Maggie Sajak Lights Up Instagram, Danica Patrick Enjoys Some Wine, Andy Reid Eats A Snickers & This Chick-Fil-A Take Is Shockingly Bad

Welcome to a Friday Nightcaps! Or, as Drew Carey once said, otherwise known as the show where everything's made up and the points don't matter. Loved me some Whose Line. Drew was no Maggie Sajak, but that's OK. Not many people are.

Didn't think you'd get a Whose Line is it Anyway reference today -- Oct. 20, 2023 -- did you? Well, you're welcome! There's really no reason for it other than my insomniac brain scrolling through YouTube clips at 2 a.m. last night, but whatever. Maybe we'll go back in time in a bit.

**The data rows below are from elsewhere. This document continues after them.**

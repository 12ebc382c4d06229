//! Validation error types

use std::fmt;

use once_cell::sync::Lazy;
use regex::Regex;

/// Loose shape check; delivery is the real test of an address.
static EMAIL_RE: Lazy<Regex> =
    Lazy::new(|| Regex::new(r"^[^\s@]+@[^\s@]+\.[^\s@]+$").expect("invalid email regex"));

/// Maximum accepted email length (RFC 5321 path limit)
const MAX_EMAIL_LEN: usize = 254;

/// Validation error for request models
#[derive(Debug, Clone, PartialEq, Eq)]
pub enum ValidationError {
    /// Field is empty when it shouldn't be
    Empty { field: &'static str },

    /// Field exceeds maximum length
    TooLong { field: &'static str, max: usize },

    /// String doesn't match required format (zip code, email, uuid)
    InvalidFormat { field: &'static str, reason: &'static str },

    /// Invalid enum variant
    InvalidVariant { field: &'static str, value: String },

    /// Honeypot form field was filled in
    Spam,
}

impl fmt::Display for ValidationError {
    fn fmt(&self, f: &mut fmt::Formatter<'_>) -> fmt::Result {
        match self {
            Self::Empty { field } => write!(f, "{} cannot be empty", field),
            Self::TooLong { field, max } => {
                write!(f, "{} exceeds maximum length of {} characters", field, max)
            }
            Self::InvalidFormat { field, reason } => {
                write!(f, "{}: {}", field, reason)
            }
            Self::InvalidVariant { field, value } => {
                write!(f, "invalid {} value: '{}'", field, value)
            }
            Self::Spam => write!(f, "Spam detected."),
        }
    }
}

impl std::error::Error for ValidationError {}

/// Trim and require a non-empty value no longer than `max` characters.
pub fn required_text(field: &'static str, value: &str, max: usize) -> Result<String, ValidationError> {
    let trimmed = value.trim();
    if trimmed.is_empty() {
        return Err(ValidationError::Empty { field });
    }
    if trimmed.chars().count() > max {
        return Err(ValidationError::TooLong { field, max });
    }
    Ok(trimmed.to_owned())
}

/// Blank becomes `None`; anything else must look like an address.
pub fn optional_email(value: Option<&str>) -> Result<Option<String>, ValidationError> {
    let Some(raw) = value.map(str::trim).filter(|v| !v.is_empty()) else {
        return Ok(None);
    };
    if raw.len() > MAX_EMAIL_LEN {
        return Err(ValidationError::TooLong {
            field: "email",
            max: MAX_EMAIL_LEN,
        });
    }
    if !EMAIL_RE.is_match(raw) {
        return Err(ValidationError::InvalidFormat {
            field: "email",
            reason: "not a valid email address",
        });
    }
    Ok(Some(raw.to_owned()))
}
//! Import CSVs in the column layout the database loader expects.
//! Every field is quoted; newlines inside values become spaces.

use std::fs;
use std::path::{Path, PathBuf};

use anyhow::{Context, Result};
use csv::{QuoteStyle, WriterBuilder};

pub const LOCATIONS_FILE: &str = "locations.csv";
pub const HOURS_FILE: &str = "location_hours.csv";
pub const AMENITIES_FILE: &str = "location_amenities.csv";

pub const LOCATION_COLUMNS: [&str; 36] = [
    "id",
    "name",
    "slug",
    "city_slug",
    "website_url",
    "phone",
    "email",
    "street_address",
    "city",
    "state",
    "postal_code",
    "country",
    "latitude",
    "longitude",
    "description",
    "business_type",
    "business_types",
    "business_status",
    "google_rating",
    "review_count",
    "reviews_tags",
    "working_hours",
    "price_level",
    "photo_url",
    "logo_url",
    "street_view_url",
    "reservation_urls",
    "booking_appointment_url",
    "menu_url",
    "order_urls",
    "location_url",
    "google_place_id",
    "google_id",
    "google_verified",
    "updated_at",
    "serp_payload",
];

pub const HOURS_COLUMNS: [&str; 5] = [
    "location_id",
    "day_of_week",
    "open_time",
    "close_time",
    "is_closed",
];

pub const AMENITY_COLUMNS: [&str; 3] = ["location_id", "amenity_name", "amenity_category"];

/// A row that knows its CSV column values, in header order.
pub trait CsvRow {
    fn fields(&self) -> Vec<String>;
}

fn clean(field: &str) -> String {
    field.replace('\n', " ").replace('\r', "")
}

/// Write `header` plus one record per row, overwriting `path`.
pub fn write_csv<R: CsvRow>(path: &Path, header: &[&str], rows: &[R]) -> Result<()> {
    let mut wtr = WriterBuilder::new()
        .quote_style(QuoteStyle::Always)
        .from_path(path)
        .with_context(|| format!("failed to create {}", path.display()))?;

    wtr.write_record(header)?;
    for row in rows {
        wtr.write_record(row.fields().iter().map(|f| clean(f)))?;
    }
    wtr.flush()
        .with_context(|| format!("failed to flush {}", path.display()))?;
    Ok(())
}

/// Files written by one [`save_import`] call
#[derive(Debug, Default)]
pub struct SavedFiles {
    pub locations: PathBuf,
    pub hours: Option<PathBuf>,
    pub amenities: Option<PathBuf>,
}

/// Write the three import files into `dir`, creating it if needed.
/// Hours and amenities files are only written when they have rows.
pub fn save_import<L, H, A>(dir: &Path, locations: &[L], hours: &[H], amenities: &[A]) -> Result<SavedFiles>
where
    L: CsvRow,
    H: CsvRow,
    A: CsvRow,
{
    fs::create_dir_all(dir).with_context(|| format!("failed to create {}", dir.display()))?;

    let mut saved = SavedFiles {
        locations: dir.join(LOCATIONS_FILE),
        ..Default::default()
    };
    write_csv(&saved.locations, &LOCATION_COLUMNS, locations)?;

    if !amenities.is_empty() {
        let path = dir.join(AMENITIES_FILE);
        write_csv(&path, &AMENITY_COLUMNS, amenities)?;
        saved.amenities = Some(path);
    }
    if !hours.is_empty() {
        let path = dir.join(HOURS_FILE);
        write_csv(&path, &HOURS_COLUMNS, hours)?;
        saved.hours = Some(path);
    }
    Ok(saved)
}

#[cfg(test)]
mod tests {
    use super::*;

    struct Pair(&'static str, &'static str);

    impl CsvRow for Pair {
        fn fields(&self) -> Vec<String> {
            vec![self.0.to_string(), self.1.to_string()]
        }
    }

    /// Row of `n` empty fields
    struct Blank(usize);

    impl CsvRow for Blank {
        fn fields(&self) -> Vec<String> {
            vec![String::new(); self.0]
        }
    }

    #[test]
    fn quotes_everything_and_flattens_newlines() {
        let dir = tempfile::tempdir().unwrap();
        let path = dir.path().join("out.csv");
        write_csv(&path, &["a", "b"], &[Pair("one\ntwo\r", "say \"hi\""), Pair("", "3")]).unwrap();

        let text = fs::read_to_string(&path).unwrap();
        let lines: Vec<&str> = text.lines().collect();
        assert_eq!(lines[0], r#""a","b""#);
        assert_eq!(lines[1], r#""one two","say ""hi""""#);
        assert_eq!(lines[2], r#""","3""#);
    }

    #[test]
    fn empty_hours_and_amenities_are_not_written() {
        let dir = tempfile::tempdir().unwrap();
        let target = dir.path().join("indiana-united-states");
        let none: [Blank; 0] = [];
        let location = Blank(LOCATION_COLUMNS.len());
        let saved = save_import(&target, &[location], &none, &none).unwrap();

        assert!(saved.locations.exists());
        assert!(saved.hours.is_none());
        assert!(saved.amenities.is_none());
        assert!(!target.join(HOURS_FILE).exists());
        assert!(!target.join(AMENITIES_FILE).exists());
        assert_eq!(fs::read_to_string(&saved.locations).unwrap().lines().count(), 2);
    }

    #[test]
    fn non_empty_hours_and_amenities_are_written() {
        let dir = tempfile::tempdir().unwrap();
        let saved = save_import(
            dir.path(),
            &[Blank(LOCATION_COLUMNS.len())],
            &[Blank(HOURS_COLUMNS.len()), Blank(HOURS_COLUMNS.len())],
            &[Blank(AMENITY_COLUMNS.len())],
        )
        .unwrap();

        let hours = saved.hours.unwrap();
        assert_eq!(hours, dir.path().join(HOURS_FILE));
        assert_eq!(fs::read_to_string(&hours).unwrap().lines().count(), 3);
        assert!(saved.amenities.unwrap().exists());
    }
}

Where were we ... oh yeah, Maggie Sajak! We'll talk about Pat's daughter lighting up Instagram today, and then we'll head out west to drink some wine in Napa with Danica Patrick.

After that, I think we'll grab a Snickers with Andy Reid, hold a moment of silence for Lynyrd Skynyrd, and address how much of an absolute fraud Stephen A. Smith is.

As OutKick's resident Dolphins fan -- along with Amber Harding, of course -- I just can't take it anymore.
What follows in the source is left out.